| Task details |
Nothing should be output except the lines from the top of the material below through the line that contains "validate_testimonial(&self.testimonial_editor.form)?;", each exactly as written.
+ + +
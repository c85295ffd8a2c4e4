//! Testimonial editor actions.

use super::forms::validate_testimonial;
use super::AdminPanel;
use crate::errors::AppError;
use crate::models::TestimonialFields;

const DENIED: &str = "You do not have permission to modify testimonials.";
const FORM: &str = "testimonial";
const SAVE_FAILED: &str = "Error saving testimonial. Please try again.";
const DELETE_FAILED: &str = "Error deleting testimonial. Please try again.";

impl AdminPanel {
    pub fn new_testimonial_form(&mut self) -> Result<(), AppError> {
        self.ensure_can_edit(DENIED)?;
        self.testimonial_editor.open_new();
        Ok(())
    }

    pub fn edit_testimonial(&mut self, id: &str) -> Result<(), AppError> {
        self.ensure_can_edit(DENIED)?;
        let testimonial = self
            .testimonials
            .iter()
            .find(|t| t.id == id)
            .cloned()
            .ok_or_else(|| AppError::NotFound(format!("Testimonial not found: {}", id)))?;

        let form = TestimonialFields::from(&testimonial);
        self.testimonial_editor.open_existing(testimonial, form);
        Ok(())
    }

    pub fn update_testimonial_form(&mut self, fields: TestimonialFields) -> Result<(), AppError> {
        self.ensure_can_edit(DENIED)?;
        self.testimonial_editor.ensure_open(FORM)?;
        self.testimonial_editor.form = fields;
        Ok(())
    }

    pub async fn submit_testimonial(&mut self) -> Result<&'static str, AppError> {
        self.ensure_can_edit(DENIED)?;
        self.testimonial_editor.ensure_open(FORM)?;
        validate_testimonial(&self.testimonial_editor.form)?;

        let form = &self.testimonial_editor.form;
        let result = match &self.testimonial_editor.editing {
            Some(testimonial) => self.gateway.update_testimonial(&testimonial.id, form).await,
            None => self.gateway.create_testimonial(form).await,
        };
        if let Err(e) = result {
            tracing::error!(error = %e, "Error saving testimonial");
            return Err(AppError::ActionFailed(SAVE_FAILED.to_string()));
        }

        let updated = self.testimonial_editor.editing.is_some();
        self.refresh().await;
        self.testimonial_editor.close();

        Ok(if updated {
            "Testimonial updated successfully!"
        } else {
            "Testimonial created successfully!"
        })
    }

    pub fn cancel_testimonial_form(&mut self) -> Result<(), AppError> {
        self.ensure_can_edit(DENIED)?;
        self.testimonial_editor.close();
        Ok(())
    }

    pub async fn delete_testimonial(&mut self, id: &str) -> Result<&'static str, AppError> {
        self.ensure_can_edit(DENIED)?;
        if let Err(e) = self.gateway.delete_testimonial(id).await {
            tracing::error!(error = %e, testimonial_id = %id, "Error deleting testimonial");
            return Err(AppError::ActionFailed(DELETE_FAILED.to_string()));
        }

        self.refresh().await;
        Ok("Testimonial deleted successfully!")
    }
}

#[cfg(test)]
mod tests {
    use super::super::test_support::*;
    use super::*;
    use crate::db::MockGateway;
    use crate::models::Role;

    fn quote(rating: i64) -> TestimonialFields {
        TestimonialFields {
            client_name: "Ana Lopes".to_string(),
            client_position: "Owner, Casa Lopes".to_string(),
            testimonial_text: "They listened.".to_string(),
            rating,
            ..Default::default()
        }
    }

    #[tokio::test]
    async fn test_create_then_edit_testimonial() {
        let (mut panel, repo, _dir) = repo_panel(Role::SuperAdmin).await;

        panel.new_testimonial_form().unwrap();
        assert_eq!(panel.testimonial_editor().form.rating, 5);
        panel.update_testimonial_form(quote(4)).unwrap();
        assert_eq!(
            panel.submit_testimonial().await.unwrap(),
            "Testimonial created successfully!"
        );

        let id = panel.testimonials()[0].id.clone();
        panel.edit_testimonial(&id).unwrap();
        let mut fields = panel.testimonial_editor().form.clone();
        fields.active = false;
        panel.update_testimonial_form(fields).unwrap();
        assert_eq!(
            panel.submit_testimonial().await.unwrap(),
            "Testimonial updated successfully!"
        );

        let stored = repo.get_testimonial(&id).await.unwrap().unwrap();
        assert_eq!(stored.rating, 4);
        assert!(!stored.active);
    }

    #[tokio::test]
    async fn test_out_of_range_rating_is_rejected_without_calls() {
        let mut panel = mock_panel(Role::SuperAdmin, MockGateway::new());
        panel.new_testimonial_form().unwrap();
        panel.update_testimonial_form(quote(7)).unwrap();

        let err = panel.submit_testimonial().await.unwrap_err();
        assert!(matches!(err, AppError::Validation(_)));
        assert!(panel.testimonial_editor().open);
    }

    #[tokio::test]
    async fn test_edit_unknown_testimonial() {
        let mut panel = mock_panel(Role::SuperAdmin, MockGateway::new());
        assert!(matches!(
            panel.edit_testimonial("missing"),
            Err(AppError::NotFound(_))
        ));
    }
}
+ + +
| Answer section |
repository c85295ffd8a2c4e4
//! Testimonial editor actions.

use super::forms::validate_testimonial;
use super::AdminPanel;
use crate::errors::AppError;
use crate::models::TestimonialFields;

const DENIED: &str = "You do not have permission to modify testimonials.";
const FORM: &str = "testimonial";
const SAVE_FAILED: &str = "Error saving testimonial. Please try again.";
const DELETE_FAILED: &str = "Error deleting testimonial. Please try again.";

impl AdminPanel {
    pub fn new_testimonial_form(&mut self) -> Result<(), AppError> {
        self.ensure_can_edit(DENIED)?;
        self.testimonial_editor.open_new();
        Ok(())
    }

    pub fn edit_testimonial(&mut self, id: &str) -> Result<(), AppError> {
        self.ensure_can_edit(DENIED)?;
        let testimonial = self
            .testimonials
            .iter()
            .find(|t| t.id == id)
            .cloned()
            .ok_or_else(|| AppError::NotFound(format!("Testimonial not found: {}", id)))?;

        let form = TestimonialFields::from(&testimonial);
        self.testimonial_editor.open_existing(testimonial, form);
        Ok(())
    }

    pub fn update_testimonial_form(&mut self, fields: TestimonialFields) -> Result<(), AppError> {
        self.ensure_can_edit(DENIED)?;
        self.testimonial_editor.ensure_open(FORM)?;
        self.testimonial_editor.form = fields;
        Ok(())
    }

    pub async fn submit_testimonial(&mut self) -> Result<&'static str, AppError> {
        self.ensure_can_edit(DENIED)?;
        self.testimonial_editor.ensure_open(FORM)?;
        validate_testimonial(&self.testimonial_editor.form)?;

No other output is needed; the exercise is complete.